Chameleon - The Friday Team
By wedkev
- 373 reads
Barker didn't realise until his head started to spin, but he'd been
holding his breath for far too long. He was physically comfortable,
which would be necessary in the next few minutes. The butt of the
assault rifle tucked itself firmly into his chest as though it was born
there. The image of the hunter that was now his prey as clear to him in
the tiny screen that glowed gently on his right eye-ball as the fading
sun behind his current position, nestled high on the rocks overlooking
the valley. He tried not to make any unnecessary movements. The
functionality property of the rifle's diagnostics read 98\\%; more than
enough. So he manually locked the rifle in place with a flick of his
thumb, and the tiny jets immediately held the barrel completely steady.

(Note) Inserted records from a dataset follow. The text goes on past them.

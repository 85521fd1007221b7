pub use rp2040::RP2040;
pub use rp2350::RP2350;
pub use samd21::SAMD21;
pub use samd51::SAMD51;

use crate::DEFAULT_CHUNK_SIZE;

pub mod rp2040;
pub mod rp2350;
pub mod samd21;
pub mod samd51;

/// This is a helper struct, which allows you to iterate over every board defined
pub struct BoardIter {
    inner: std::vec::IntoIter<Box<dyn BoardInfo>>,
}

impl BoardIter {
    /// Creates a new BoardIter
    pub fn new() -> Self {
        Self {
            inner: vec![
                Box::new(SAMD21::default()) as Box<dyn BoardInfo>,
                Box::new(SAMD51::default()),
                Box::new(RP2040::default()),
                Box::new(RP2350::default()),
            ]
            .into_iter(),
        }
    }

    pub fn find_by_name(name: &str) -> Option<Box<dyn BoardInfo>> {
        Self::new().find(|board| board.board_name().eq_ignore_ascii_case(name))
    }
}

impl Default for BoardIter {
    fn default() -> Self {
        Self::new()
    }
}

impl Iterator for BoardIter {
    type Item = Box<dyn BoardInfo>;
    fn next(&mut self) -> Option<Self::Item> {
        self.inner.next()
    }
}

/// A named set of encoding parameters for a family of boards.
pub trait BoardInfo {
    /// Returns the proper family id to use for the uf2 file
    fn family_id(&self) -> u32;

    /// Flash address the application is linked at, usually just past the bootloader
    fn start_address(&self) -> u32;

    /// Optional, defaults to 256 payload bytes per block. Anything up to 476 is valid UF2, but
    /// bootloaders vary in what they accept
    fn chunk_size(&self) -> usize {
        DEFAULT_CHUNK_SIZE
    }

    /// Get the board's name
    fn board_name(&self) -> String;
}
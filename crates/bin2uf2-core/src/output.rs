//! Naming and persisting of build outputs.
//!
//! Nothing here looks at the environment: the project directory and the uniqueness token are
//! always handed in by the caller.

use std::{
    fs, io,
    path::{Path, PathBuf},
    time::{SystemTime, UNIX_EPOCH},
};

use log::debug;

/// Directory below the project root that receives the UF2 files.
pub const OUTPUT_DIR: &str = "build";

/// `<project_dir>/build/<token>.uf2`
pub fn output_path(project_dir: impl AsRef<Path>, token: &str) -> PathBuf {
    project_dir
        .as_ref()
        .join(OUTPUT_DIR)
        .join(format!("{}.uf2", token))
}

/// Seconds since the unix epoch, clamped to zero for clocks set before 1970.
pub fn unix_time_token(now: SystemTime) -> String {
    now.duration_since(UNIX_EPOCH)
        .map(|elapsed| elapsed.as_secs())
        .unwrap_or(0)
        .to_string()
}

/// Creates the output directory if needed and returns the path the UF2 file should go to.
pub fn prepare_output(project_dir: impl AsRef<Path>, token: &str) -> io::Result<PathBuf> {
    let path = output_path(project_dir, token);
    if let Some(dir) = path.parent() {
        fs::create_dir_all(dir)?;
    }
    debug!("Output path {}", path.display());
    Ok(path)
}

/// Writes `uf2` to `<project_dir>/build/<token>.uf2`, replacing any existing file.
pub fn write_output_file(
    project_dir: impl AsRef<Path>,
    token: &str,
    uf2: &[u8],
) -> io::Result<PathBuf> {
    let path = prepare_output(project_dir, token)?;
    fs::write(&path, uf2)?;
    Ok(path)
}
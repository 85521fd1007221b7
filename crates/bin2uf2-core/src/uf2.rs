use std::{collections::BTreeSet, mem};

use static_assertions::const_assert;
use thiserror::Error;
use zerocopy::{FromBytes, Immutable, IntoBytes, KnownLayout, byteorder::little_endian::U32};

use crate::Bin2Uf2Error;

pub const UF2_MAGIC_START0: u32 = 0x0A324655;
pub const UF2_MAGIC_START1: u32 = 0x9E5D5157;
pub const UF2_MAGIC_END: u32 = 0x0AB16F30;

pub const UF2_FLAG_NOT_MAIN_FLASH: u32 = 0x00000001;
pub const UF2_FLAG_FILE_CONTAINER: u32 = 0x00001000;
pub const UF2_FLAG_FAMILY_ID_PRESENT: u32 = 0x00002000;
pub const UF2_FLAG_MD5_PRESENT: u32 = 0x00004000;

pub const UF2_BLOCK_SIZE: usize = 512;
pub const UF2_PAYLOAD_CAPACITY: usize = 476;

pub type Uf2BlockData = [u8; UF2_PAYLOAD_CAPACITY];

#[repr(C)]
#[derive(Debug, Clone, Copy, IntoBytes, FromBytes, KnownLayout, Immutable)]
pub struct Uf2BlockHeader {
    pub magic_start0: U32,
    pub magic_start1: U32,
    pub flags: U32,
    pub target_addr: U32,
    pub payload_size: U32,
    pub block_no: U32,
    pub num_blocks: U32,
    pub file_size: U32, // or familyID
}

#[repr(C)]
#[derive(Debug, Clone, Copy, IntoBytes, FromBytes, KnownLayout, Immutable)]
pub struct Uf2BlockFooter {
    pub magic_end: U32,
}

#[repr(C)]
#[derive(IntoBytes, FromBytes, KnownLayout, Immutable)]
struct RawUf2Block {
    header: Uf2BlockHeader,
    data: Uf2BlockData,
    footer: Uf2BlockFooter,
}

const_assert!(mem::size_of::<Uf2BlockHeader>() == 32);
const_assert!(mem::size_of::<Uf2BlockFooter>() == 4);
const_assert!(mem::size_of::<RawUf2Block>() == UF2_BLOCK_SIZE);

/// What is wrong with a block that failed structural validation.
#[derive(Error, Debug, Clone, Copy, PartialEq, Eq)]
pub enum BlockDefect {
    #[error("block is {0} bytes long, expected 512")]
    WrongLength(usize),
    #[error("bad first start magic {0:#010x}")]
    BadMagicStart0(u32),
    #[error("bad second start magic {0:#010x}")]
    BadMagicStart1(u32),
    #[error("bad end magic {0:#010x}")]
    BadMagicEnd(u32),
    #[error("payload size {0} exceeds the 476 byte capacity")]
    PayloadTooLarge(u32),
}

/// A validated view of a single block inside a UF2 byte stream.
#[derive(Debug, Clone, Copy, PartialEq, Eq)]
pub struct Uf2Block<'a> {
    pub flags: u32,
    pub target_addr: u32,
    pub payload_size: u32,
    pub block_no: u32,
    pub num_blocks: u32,
    pub file_size: u32,
    pub data: &'a Uf2BlockData,
}

impl<'a> Uf2Block<'a> {
    /// Parses the block at position `index` of a stream. `bytes` must be exactly one block.
    pub fn parse(bytes: &'a [u8], index: usize) -> Result<Self, Bin2Uf2Error> {
        let malformed = |reason| Bin2Uf2Error::MalformedBlock { index, reason };

        let raw = RawUf2Block::ref_from_bytes(bytes)
            .map_err(|_| malformed(BlockDefect::WrongLength(bytes.len())))?;

        let header = &raw.header;
        if header.magic_start0.get() != UF2_MAGIC_START0 {
            return Err(malformed(BlockDefect::BadMagicStart0(
                header.magic_start0.get(),
            )));
        }
        if header.magic_start1.get() != UF2_MAGIC_START1 {
            return Err(malformed(BlockDefect::BadMagicStart1(
                header.magic_start1.get(),
            )));
        }
        if raw.footer.magic_end.get() != UF2_MAGIC_END {
            return Err(malformed(BlockDefect::BadMagicEnd(raw.footer.magic_end.get())));
        }
        let payload_size = header.payload_size.get();
        if payload_size as usize > UF2_PAYLOAD_CAPACITY {
            return Err(malformed(BlockDefect::PayloadTooLarge(payload_size)));
        }

        Ok(Self {
            flags: header.flags.get(),
            target_addr: header.target_addr.get(),
            payload_size,
            block_no: header.block_no.get(),
            num_blocks: header.num_blocks.get(),
            file_size: header.file_size.get(),
            data: &raw.data,
        })
    }

    /// The declared payload, without padding.
    pub fn payload(&self) -> &'a [u8] {
        &self.data[..self.payload_size as usize]
    }

    /// The zero padding that follows the payload in the data area.
    pub fn padding(&self) -> &'a [u8] {
        &self.data[self.payload_size as usize..]
    }

    pub fn family_id(&self) -> Option<u32> {
        if self.flags & UF2_FLAG_FAMILY_ID_PRESENT != 0 {
            Some(self.file_size)
        } else {
            None
        }
    }

    pub fn is_main_flash(&self) -> bool {
        self.flags & UF2_FLAG_NOT_MAIN_FLASH == 0
    }
}

/// Iterates over the blocks of a UF2 stream in the order they are stored.
///
/// A trailing partial block is reported as [`BlockDefect::WrongLength`].
pub fn blocks(data: &[u8]) -> impl Iterator<Item = Result<Uf2Block<'_>, Bin2Uf2Error>> {
    data.chunks(UF2_BLOCK_SIZE)
        .enumerate()
        .map(|(index, bytes)| Uf2Block::parse(bytes, index))
}

#[derive(Debug, Clone, Default, PartialEq, Eq)]
pub struct Uf2Summary {
    pub num_blocks: usize,
    pub payload_bytes: u64,
    pub not_main_flash_blocks: usize,
    /// Lowest target address and highest end address (exclusive) of main flash blocks
    pub address_range: Option<(u32, u64)>,
    pub family_ids: BTreeSet<u32>,
}

/// Collects statistics over every block of a UF2 stream without reassembling it.
pub fn summarize(data: &[u8]) -> Result<Uf2Summary, Bin2Uf2Error> {
    let mut summary = Uf2Summary::default();

    for block in blocks(data) {
        let block = block?;

        summary.num_blocks += 1;
        summary.payload_bytes += u64::from(block.payload_size);

        if let Some(family_id) = block.family_id() {
            summary.family_ids.insert(family_id);
        }

        if !block.is_main_flash() {
            summary.not_main_flash_blocks += 1;
            continue;
        }

        let start = block.target_addr;
        let end = u64::from(block.target_addr) + u64::from(block.payload_size);
        summary.address_range = Some(match summary.address_range {
            Some((low, high)) => (low.min(start), high.max(end)),
            None => (start, end),
        });
    }

    Ok(summary)
}
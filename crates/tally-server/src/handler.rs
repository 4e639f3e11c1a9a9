use axum::body::Bytes;
use axum::extract::{Path, State};
use axum::response::Json;
use serde_json::json;

use tally_ledger::{LedgerReader, LedgerWriter};
use tally_protocol::{BalanceResponse, HealthResponse, TransferRequest, TransferResponse};

use crate::error::ServerResult;
use crate::router::AppState;

/// `GET /balance/:account`
pub async fn balance_handler(
    State(state): State<AppState>,
    Path(account): Path<String>,
) -> ServerResult<Json<BalanceResponse>> {
    let balance = state.ledger.get_balance(&account)?;
    Ok(Json(BalanceResponse::new(account, balance)))
}

/// `POST /transfer`
///
/// The body is decoded by hand so that every malformed body, whatever its
/// content type, is reported the same way.
pub async fn transfer_handler(
    State(state): State<AppState>,
    body: Bytes,
) -> ServerResult<Json<TransferResponse>> {
    let req: TransferRequest = tally_protocol::decode(&body)?;
    let receipt = state.ledger.transfer(&req.from, &req.to, req.amount)?;
    tracing::info!(
        from = %receipt.from,
        to = %receipt.to,
        amount = receipt.amount,
        from_balance = receipt.from_balance,
        to_balance = receipt.to_balance,
        "transfer complete"
    );
    Ok(Json(TransferResponse::ok()))
}

/// Health check handler.
pub async fn health_handler() -> Json<HealthResponse> {
    Json(HealthResponse::default())
}

/// Info handler.
pub async fn info_handler(State(state): State<AppState>) -> ServerResult<Json<serde_json::Value>> {
    let accounts = state.ledger.account_count()?;
    Ok(Json(json!({
        "name": "tally-server",
        "version": env!("CARGO_PKG_VERSION"),
        "api_version": tally_protocol::API_VERSION,
        "accounts": accounts,
    })))
}
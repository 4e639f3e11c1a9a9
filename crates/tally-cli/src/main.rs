use clap::Parser;

mod cli;
mod commands;

#[tokio::main]
async fn main() -> anyhow::Result<()> {
    let cli = cli::Cli::parse();
    init_tracing(cli.verbose);
    commands::run_command(cli).await
}

fn init_tracing(verbose: bool) {
    let level = if verbose {
        tracing::Level::DEBUG
    } else {
        tracing::Level::INFO
    };
    tracing_subscriber::fmt().with_max_level(level).init();
}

Barker took another deep, slow breath to calm his heart-rate just a
little more. Inevitably, his lungs juddered as the extra oxygen from
the suit's tube near his mouth struggled in, more out of nerves and
stress at what he was aiming at than the impromptu hike up here. Behind
him, further down this side of the small, rocky mountain, two of his
squad were cautiously approaching. Barker whispered into his
mouthpiece, even though the sound would go no further than a few inches
if he shouted out loud thanks to the sound-dampener. "Stay there, don't
come closer."
The two soldiers immediately halted and bedded themselves down into the
rocks. "Instructions, sir?"
"Just keep still, I see it. Wait." Barker issued the instructions into
his mouthpiece to transmit the image to the squad without thinking, his
mind almost fully on the animal languishing on the river bank. "There,
you see it?"
There was a few seconds of silence before he was answered. "Sir, we
can't see anything but - "
Barker had no time for others' opinions on his sudden departure from
the camp. He was the lieutenant and they would obey him to the letter,
but a nagging doubt over what, why, he'd just got up and climbed the
nearest hill without a word was like a command to him, and demanded
that other people witness this. If only for his own sanity, than
anything he would need to prove. In fact, he still wasn't sure if he
actually could see the creature or it was his mind that had finally
snapped with the weirdness of this assignment and how it had, so far,
failed. Still whispering: "Look at the bushes to the right, follow the
line left to the outcropping and then go downwards and a bit right. You
see its forearm?"
An answer wasn't forthcoming in the next half-second.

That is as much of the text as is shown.